[[ Record excerpts, beginning ]]

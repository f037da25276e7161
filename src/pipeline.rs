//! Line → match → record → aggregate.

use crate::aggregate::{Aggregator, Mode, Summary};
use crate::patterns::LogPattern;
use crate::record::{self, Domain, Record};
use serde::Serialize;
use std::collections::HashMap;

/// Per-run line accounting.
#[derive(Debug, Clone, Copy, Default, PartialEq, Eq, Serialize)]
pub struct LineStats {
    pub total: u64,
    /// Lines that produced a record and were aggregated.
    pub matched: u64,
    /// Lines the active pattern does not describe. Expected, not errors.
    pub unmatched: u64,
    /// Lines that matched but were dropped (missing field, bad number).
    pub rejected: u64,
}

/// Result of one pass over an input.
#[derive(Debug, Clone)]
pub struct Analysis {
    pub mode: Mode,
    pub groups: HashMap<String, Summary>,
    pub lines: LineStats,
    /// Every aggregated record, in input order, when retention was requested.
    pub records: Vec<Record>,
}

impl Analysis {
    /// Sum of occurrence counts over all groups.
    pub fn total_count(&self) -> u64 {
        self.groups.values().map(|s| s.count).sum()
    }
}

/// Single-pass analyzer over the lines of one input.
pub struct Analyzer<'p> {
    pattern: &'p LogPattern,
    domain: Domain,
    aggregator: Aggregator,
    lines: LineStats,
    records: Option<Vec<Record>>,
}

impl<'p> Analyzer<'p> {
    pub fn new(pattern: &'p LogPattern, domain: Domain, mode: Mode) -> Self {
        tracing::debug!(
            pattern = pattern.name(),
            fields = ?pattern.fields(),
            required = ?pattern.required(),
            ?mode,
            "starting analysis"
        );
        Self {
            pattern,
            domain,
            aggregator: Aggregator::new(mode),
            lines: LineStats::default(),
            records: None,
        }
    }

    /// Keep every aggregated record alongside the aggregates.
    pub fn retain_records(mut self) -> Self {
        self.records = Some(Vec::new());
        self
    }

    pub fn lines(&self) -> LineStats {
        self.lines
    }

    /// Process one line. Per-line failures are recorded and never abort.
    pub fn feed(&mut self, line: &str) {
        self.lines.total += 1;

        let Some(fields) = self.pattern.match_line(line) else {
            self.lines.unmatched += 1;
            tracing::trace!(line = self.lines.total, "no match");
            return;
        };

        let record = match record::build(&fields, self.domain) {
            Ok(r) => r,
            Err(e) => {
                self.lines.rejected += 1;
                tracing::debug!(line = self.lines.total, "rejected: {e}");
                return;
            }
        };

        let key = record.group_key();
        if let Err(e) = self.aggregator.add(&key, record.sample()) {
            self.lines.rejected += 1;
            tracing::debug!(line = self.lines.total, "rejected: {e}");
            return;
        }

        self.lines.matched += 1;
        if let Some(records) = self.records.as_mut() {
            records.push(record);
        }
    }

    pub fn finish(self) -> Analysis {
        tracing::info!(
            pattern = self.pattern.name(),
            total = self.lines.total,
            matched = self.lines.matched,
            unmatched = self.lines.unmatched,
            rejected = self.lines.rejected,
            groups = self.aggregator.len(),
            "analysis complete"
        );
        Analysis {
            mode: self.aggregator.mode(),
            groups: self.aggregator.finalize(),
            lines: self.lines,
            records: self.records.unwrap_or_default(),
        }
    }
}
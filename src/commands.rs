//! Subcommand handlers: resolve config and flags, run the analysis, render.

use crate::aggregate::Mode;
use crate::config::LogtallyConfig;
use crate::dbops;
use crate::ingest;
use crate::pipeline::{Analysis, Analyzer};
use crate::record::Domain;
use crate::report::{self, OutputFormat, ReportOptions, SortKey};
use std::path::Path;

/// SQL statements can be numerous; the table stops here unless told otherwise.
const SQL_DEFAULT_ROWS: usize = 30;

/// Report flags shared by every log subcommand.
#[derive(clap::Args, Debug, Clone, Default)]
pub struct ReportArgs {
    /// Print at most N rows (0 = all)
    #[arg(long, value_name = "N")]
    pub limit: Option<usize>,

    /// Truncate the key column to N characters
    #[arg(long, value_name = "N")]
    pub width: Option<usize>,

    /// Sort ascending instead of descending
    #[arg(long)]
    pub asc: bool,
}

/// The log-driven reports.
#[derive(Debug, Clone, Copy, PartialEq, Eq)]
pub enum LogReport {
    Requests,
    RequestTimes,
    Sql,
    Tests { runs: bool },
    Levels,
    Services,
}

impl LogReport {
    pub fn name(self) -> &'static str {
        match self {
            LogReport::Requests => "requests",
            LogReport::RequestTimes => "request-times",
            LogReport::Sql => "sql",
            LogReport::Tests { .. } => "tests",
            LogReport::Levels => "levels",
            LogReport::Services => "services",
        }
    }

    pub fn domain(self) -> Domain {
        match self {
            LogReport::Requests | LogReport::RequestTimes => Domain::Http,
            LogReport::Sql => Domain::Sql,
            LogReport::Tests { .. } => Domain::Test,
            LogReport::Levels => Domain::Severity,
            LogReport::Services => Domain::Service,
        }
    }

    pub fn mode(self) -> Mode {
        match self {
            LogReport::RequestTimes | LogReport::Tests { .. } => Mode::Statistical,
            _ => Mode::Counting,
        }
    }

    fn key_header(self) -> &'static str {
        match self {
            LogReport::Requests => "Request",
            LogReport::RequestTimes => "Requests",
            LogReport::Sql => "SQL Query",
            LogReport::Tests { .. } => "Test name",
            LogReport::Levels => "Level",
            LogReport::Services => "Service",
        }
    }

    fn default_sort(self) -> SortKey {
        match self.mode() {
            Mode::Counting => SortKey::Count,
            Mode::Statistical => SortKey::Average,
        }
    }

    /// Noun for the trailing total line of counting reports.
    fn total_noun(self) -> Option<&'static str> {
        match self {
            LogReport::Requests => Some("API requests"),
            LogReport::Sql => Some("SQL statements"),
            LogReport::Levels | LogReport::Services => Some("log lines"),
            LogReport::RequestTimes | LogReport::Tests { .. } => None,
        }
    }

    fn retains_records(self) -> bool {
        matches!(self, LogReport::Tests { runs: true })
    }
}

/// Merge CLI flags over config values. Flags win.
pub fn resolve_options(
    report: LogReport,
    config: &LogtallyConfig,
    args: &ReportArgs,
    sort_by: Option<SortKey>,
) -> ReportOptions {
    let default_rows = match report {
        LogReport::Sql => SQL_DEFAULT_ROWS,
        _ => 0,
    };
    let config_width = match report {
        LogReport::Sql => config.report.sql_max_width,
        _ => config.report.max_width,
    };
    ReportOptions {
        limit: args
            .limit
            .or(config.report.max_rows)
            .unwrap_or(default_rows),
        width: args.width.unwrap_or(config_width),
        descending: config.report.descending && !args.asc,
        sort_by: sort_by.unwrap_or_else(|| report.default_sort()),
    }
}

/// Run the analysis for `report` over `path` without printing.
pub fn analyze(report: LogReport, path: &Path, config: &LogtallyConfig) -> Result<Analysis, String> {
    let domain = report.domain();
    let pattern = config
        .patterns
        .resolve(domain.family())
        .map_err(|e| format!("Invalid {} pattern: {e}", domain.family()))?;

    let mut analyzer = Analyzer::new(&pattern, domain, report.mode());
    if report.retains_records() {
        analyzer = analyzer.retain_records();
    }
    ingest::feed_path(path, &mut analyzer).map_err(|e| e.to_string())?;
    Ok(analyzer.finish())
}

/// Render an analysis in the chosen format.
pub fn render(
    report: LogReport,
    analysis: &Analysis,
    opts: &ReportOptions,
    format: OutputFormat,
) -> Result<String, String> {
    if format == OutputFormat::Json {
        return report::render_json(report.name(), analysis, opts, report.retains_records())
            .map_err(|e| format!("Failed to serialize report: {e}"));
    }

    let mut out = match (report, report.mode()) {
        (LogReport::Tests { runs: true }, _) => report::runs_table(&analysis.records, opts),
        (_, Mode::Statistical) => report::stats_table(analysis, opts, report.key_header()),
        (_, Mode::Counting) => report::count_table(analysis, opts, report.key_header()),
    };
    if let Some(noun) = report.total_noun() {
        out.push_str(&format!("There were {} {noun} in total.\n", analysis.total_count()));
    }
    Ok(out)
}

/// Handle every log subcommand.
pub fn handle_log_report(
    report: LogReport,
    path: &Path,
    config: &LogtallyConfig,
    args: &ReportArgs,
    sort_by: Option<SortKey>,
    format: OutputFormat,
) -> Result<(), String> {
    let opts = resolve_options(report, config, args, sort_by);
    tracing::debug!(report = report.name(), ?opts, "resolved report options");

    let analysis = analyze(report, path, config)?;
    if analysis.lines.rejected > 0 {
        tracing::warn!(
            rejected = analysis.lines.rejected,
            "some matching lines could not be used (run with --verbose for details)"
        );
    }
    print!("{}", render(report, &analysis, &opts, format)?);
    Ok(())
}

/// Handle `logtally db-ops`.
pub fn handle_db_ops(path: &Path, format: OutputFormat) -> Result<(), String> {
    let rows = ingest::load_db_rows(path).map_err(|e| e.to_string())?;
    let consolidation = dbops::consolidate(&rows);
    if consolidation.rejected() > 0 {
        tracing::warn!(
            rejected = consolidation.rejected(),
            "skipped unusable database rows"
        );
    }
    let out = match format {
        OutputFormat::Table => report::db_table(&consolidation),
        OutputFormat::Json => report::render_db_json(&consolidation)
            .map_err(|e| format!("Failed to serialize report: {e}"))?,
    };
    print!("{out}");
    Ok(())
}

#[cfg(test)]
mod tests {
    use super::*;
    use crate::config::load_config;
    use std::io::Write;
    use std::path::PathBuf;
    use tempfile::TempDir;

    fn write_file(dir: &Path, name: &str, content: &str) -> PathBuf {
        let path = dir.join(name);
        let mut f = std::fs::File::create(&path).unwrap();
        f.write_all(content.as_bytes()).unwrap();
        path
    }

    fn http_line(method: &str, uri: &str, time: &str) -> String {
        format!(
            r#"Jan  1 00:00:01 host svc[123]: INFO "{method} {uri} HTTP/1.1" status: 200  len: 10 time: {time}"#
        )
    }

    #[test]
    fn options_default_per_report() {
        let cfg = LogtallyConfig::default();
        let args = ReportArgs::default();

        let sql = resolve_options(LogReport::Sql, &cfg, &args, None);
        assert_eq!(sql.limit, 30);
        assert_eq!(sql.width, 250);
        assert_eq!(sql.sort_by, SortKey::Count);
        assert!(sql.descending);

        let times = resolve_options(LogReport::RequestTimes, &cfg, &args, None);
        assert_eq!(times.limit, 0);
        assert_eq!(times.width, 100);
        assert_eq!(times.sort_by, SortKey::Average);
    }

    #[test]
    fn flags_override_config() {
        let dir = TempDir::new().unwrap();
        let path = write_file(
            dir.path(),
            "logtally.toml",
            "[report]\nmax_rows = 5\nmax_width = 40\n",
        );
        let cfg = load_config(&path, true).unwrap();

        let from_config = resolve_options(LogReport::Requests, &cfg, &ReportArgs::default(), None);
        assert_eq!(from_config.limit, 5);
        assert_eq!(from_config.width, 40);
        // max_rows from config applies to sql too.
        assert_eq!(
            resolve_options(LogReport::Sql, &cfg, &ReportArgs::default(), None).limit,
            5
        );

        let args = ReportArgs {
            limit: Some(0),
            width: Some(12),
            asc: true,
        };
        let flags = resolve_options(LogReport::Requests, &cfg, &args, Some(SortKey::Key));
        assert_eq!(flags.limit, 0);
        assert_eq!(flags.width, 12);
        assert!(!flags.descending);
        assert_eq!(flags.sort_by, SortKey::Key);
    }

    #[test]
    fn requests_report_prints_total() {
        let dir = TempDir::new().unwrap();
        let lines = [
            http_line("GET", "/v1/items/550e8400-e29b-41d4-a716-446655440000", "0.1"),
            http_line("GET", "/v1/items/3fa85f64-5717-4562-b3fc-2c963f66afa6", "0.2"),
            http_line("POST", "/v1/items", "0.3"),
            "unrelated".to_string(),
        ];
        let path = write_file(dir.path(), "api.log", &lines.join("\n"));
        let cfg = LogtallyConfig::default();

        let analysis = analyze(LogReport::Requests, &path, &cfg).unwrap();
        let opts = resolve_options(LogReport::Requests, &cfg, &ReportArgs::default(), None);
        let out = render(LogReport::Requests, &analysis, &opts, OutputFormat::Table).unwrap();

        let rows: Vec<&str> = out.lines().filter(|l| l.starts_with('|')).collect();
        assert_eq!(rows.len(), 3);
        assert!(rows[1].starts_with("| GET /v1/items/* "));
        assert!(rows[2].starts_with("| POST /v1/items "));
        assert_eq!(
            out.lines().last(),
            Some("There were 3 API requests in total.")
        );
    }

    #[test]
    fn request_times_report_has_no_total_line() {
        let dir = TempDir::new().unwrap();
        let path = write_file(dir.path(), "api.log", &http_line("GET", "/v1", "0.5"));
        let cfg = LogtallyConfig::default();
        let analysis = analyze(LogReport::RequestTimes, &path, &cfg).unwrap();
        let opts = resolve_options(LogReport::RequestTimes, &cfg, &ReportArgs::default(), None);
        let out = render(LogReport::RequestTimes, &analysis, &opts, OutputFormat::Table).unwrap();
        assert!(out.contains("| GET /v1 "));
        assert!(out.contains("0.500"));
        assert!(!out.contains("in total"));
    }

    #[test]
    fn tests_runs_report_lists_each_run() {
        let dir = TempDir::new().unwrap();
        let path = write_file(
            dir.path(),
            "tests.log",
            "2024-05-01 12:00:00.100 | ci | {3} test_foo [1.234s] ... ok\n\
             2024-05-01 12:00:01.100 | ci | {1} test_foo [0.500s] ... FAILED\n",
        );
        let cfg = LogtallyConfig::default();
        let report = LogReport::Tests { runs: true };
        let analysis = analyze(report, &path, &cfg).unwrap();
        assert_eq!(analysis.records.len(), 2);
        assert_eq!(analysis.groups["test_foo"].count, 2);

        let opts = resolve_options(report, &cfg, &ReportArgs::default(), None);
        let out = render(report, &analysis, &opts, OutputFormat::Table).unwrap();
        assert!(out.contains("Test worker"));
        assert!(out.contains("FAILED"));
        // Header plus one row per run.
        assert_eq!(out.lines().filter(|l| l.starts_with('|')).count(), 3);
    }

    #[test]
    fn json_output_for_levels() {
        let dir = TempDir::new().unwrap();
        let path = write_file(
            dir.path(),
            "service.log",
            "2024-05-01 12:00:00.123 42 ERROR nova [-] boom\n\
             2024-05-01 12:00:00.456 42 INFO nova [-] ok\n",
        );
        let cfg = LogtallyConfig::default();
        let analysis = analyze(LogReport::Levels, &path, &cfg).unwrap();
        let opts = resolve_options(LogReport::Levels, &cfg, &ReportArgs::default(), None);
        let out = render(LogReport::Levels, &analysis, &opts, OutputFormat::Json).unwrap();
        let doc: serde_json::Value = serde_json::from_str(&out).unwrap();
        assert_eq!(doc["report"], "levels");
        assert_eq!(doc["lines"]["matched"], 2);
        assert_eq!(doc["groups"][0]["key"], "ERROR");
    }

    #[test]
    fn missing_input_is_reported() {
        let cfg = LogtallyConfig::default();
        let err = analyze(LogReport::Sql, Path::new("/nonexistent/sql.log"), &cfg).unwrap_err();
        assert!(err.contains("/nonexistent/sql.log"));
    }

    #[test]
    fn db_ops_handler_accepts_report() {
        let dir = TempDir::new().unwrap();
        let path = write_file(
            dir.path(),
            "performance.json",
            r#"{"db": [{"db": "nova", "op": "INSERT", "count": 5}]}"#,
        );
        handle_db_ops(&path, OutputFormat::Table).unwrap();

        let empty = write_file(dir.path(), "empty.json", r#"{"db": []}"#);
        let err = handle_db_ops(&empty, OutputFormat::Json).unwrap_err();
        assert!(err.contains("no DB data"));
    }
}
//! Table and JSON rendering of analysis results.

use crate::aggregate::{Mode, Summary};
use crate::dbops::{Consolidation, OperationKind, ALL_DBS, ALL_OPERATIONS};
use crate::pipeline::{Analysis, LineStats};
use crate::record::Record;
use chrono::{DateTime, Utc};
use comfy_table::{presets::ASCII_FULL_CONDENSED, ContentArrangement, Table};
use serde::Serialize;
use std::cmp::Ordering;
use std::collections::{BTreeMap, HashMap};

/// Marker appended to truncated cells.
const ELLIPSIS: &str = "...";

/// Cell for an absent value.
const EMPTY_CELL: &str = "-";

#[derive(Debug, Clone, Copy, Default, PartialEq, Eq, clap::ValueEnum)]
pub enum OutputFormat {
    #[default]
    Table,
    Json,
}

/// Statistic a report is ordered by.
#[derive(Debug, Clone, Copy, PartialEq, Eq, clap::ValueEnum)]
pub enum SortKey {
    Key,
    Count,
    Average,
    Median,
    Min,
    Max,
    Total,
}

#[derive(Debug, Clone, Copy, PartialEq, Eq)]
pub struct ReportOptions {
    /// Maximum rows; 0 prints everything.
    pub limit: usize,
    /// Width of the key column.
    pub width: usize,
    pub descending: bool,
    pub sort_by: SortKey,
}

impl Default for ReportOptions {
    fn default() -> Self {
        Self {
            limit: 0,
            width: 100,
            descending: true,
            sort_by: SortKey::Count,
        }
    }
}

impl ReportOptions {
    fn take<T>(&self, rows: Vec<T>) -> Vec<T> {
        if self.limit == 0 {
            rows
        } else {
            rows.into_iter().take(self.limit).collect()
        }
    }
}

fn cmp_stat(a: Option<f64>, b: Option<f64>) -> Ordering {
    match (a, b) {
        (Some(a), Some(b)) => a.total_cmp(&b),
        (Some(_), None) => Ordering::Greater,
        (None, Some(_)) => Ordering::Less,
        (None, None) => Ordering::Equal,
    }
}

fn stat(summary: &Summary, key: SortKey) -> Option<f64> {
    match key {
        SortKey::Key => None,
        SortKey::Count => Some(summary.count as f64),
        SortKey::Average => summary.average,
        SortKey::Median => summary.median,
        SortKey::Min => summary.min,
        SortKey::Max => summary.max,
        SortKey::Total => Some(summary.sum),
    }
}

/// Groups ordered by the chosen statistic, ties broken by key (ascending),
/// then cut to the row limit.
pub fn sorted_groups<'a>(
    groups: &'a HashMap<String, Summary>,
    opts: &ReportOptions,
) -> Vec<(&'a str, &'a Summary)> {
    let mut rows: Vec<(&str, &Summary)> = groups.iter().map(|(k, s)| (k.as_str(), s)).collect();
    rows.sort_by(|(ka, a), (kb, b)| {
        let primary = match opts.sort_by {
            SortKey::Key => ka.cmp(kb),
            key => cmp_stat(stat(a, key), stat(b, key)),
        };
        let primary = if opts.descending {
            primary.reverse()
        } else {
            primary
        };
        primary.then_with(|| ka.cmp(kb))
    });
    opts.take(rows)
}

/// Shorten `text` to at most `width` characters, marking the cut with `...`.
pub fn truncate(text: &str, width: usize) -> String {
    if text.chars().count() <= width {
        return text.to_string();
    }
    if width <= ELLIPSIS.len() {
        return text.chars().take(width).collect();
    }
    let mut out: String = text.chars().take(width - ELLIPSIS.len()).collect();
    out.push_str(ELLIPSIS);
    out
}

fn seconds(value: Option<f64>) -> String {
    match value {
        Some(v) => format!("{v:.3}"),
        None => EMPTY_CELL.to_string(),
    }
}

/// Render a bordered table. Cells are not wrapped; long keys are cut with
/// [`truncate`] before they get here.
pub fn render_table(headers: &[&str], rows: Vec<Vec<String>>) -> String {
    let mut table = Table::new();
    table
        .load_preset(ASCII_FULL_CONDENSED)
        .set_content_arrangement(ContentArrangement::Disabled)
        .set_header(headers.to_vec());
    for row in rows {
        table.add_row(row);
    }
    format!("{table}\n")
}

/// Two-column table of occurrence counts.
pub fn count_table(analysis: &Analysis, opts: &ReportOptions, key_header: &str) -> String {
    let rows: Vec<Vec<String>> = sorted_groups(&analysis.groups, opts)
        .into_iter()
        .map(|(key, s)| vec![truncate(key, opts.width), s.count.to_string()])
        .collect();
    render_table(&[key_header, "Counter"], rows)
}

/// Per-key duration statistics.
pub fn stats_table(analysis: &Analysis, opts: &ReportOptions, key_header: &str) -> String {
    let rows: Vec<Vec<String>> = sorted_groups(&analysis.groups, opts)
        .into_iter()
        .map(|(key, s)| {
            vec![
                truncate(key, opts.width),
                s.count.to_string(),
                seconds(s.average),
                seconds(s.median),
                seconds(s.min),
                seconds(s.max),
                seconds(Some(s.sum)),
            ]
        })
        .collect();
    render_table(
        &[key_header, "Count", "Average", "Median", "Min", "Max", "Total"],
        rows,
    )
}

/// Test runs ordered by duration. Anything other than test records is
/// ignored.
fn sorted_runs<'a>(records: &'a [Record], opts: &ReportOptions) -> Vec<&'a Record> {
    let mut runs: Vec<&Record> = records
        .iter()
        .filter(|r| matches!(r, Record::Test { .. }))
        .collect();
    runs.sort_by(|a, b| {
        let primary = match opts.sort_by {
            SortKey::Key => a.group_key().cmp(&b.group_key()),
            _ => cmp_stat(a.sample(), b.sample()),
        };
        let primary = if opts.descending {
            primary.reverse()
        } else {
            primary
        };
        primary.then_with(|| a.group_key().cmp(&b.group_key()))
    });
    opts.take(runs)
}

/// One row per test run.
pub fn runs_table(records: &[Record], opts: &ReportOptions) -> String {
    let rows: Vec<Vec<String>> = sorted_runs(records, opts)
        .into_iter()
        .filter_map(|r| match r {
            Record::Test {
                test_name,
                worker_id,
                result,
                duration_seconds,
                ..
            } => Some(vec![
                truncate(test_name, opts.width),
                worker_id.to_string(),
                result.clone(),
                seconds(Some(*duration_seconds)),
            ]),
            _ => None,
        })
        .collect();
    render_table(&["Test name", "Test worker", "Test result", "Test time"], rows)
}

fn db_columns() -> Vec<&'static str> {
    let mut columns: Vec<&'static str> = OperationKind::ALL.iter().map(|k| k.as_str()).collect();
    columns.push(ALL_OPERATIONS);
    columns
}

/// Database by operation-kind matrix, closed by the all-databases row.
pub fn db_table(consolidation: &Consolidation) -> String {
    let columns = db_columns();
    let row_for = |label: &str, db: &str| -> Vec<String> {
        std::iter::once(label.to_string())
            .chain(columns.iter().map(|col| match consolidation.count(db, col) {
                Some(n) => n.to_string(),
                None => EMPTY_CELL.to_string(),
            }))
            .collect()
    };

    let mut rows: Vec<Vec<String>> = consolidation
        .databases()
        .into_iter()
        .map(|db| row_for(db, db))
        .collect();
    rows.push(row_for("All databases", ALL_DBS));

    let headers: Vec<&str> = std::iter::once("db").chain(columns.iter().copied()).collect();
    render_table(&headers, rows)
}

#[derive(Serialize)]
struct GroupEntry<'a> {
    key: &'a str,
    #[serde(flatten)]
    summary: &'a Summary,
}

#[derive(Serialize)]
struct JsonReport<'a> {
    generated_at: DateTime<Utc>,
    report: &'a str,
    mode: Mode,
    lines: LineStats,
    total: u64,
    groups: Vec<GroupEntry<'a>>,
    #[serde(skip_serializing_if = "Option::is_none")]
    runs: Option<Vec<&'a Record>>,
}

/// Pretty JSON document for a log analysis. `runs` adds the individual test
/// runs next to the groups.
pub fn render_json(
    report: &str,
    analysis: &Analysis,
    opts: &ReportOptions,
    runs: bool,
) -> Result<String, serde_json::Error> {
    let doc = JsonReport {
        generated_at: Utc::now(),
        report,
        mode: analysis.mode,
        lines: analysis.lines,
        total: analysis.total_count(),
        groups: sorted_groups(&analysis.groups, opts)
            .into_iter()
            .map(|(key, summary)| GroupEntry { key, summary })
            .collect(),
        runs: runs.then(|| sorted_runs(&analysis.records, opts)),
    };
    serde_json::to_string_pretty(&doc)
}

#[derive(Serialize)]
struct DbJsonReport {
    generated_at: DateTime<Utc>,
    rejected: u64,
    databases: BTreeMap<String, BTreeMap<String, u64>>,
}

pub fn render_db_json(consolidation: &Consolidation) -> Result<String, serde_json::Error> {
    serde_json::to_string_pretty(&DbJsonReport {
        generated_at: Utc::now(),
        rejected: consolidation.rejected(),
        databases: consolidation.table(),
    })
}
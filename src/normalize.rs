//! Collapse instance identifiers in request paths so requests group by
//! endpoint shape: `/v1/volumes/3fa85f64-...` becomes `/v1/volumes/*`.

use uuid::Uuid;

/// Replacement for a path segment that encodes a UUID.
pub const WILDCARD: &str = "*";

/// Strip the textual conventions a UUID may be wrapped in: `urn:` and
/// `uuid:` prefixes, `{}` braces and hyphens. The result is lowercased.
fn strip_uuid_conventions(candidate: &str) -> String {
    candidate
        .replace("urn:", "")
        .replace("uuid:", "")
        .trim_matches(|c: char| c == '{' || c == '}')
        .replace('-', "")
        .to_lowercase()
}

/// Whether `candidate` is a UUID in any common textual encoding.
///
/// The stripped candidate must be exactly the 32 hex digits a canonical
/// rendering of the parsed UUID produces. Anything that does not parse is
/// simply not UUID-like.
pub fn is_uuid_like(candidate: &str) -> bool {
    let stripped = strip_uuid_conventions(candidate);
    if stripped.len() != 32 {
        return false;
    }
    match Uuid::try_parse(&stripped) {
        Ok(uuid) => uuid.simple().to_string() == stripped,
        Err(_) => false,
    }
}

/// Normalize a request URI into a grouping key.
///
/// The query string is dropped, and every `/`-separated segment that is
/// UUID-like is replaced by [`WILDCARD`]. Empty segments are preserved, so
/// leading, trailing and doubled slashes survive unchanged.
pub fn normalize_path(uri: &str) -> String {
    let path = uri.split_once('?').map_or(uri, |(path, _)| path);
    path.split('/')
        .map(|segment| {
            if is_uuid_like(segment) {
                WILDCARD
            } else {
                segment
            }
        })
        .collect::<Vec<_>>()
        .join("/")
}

[[ Record excerpts, end ]]

_Work request_
Copy exactly the stretch of data above from the line with "0 prints everything." through the line with "Vec<(&'a str, &'a", and omit all other lines.

_Response to this task_
    /// Maximum rows; 0 prints everything.
    pub limit: usize,
    /// Width of the key column.
    pub width: usize,
    pub descending: bool,
    pub sort_by: SortKey,
}

impl Default for ReportOptions {
    fn default() -> Self {
        Self {
            limit: 0,
            width: 100,
            descending: true,
            sort_by: SortKey::Count,
        }
    }
}

impl ReportOptions {
    fn take<T>(&self, rows: Vec<T>) -> Vec<T> {
        if self.limit == 0 {
            rows
        } else {
            rows.into_iter().take(self.limit).collect()
        }
    }
}

fn cmp_stat(a: Option<f64>, b: Option<f64>) -> Ordering {
    match (a, b) {
        (Some(a), Some(b)) => a.total_cmp(&b),
        (Some(_), None) => Ordering::Greater,
        (None, Some(_)) => Ordering::Less,
        (None, None) => Ordering::Equal,
    }
}

fn stat(summary: &Summary, key: SortKey) -> Option<f64> {
    match key {
        SortKey::Key => None,
        SortKey::Count => Some(summary.count as f64),
        SortKey::Average => summary.average,
        SortKey::Median => summary.median,
        SortKey::Min => summary.min,
        SortKey::Max => summary.max,
        SortKey::Total => Some(summary.sum),
    }
}

/// Groups ordered by the chosen statistic, ties broken by key (ascending),
/// then cut to the row limit.
pub fn sorted_groups<'a>(
    groups: &'a HashMap<String, Summary>,
    opts: &ReportOptions,
) -> Vec<(&'a str, &'a Summary)> {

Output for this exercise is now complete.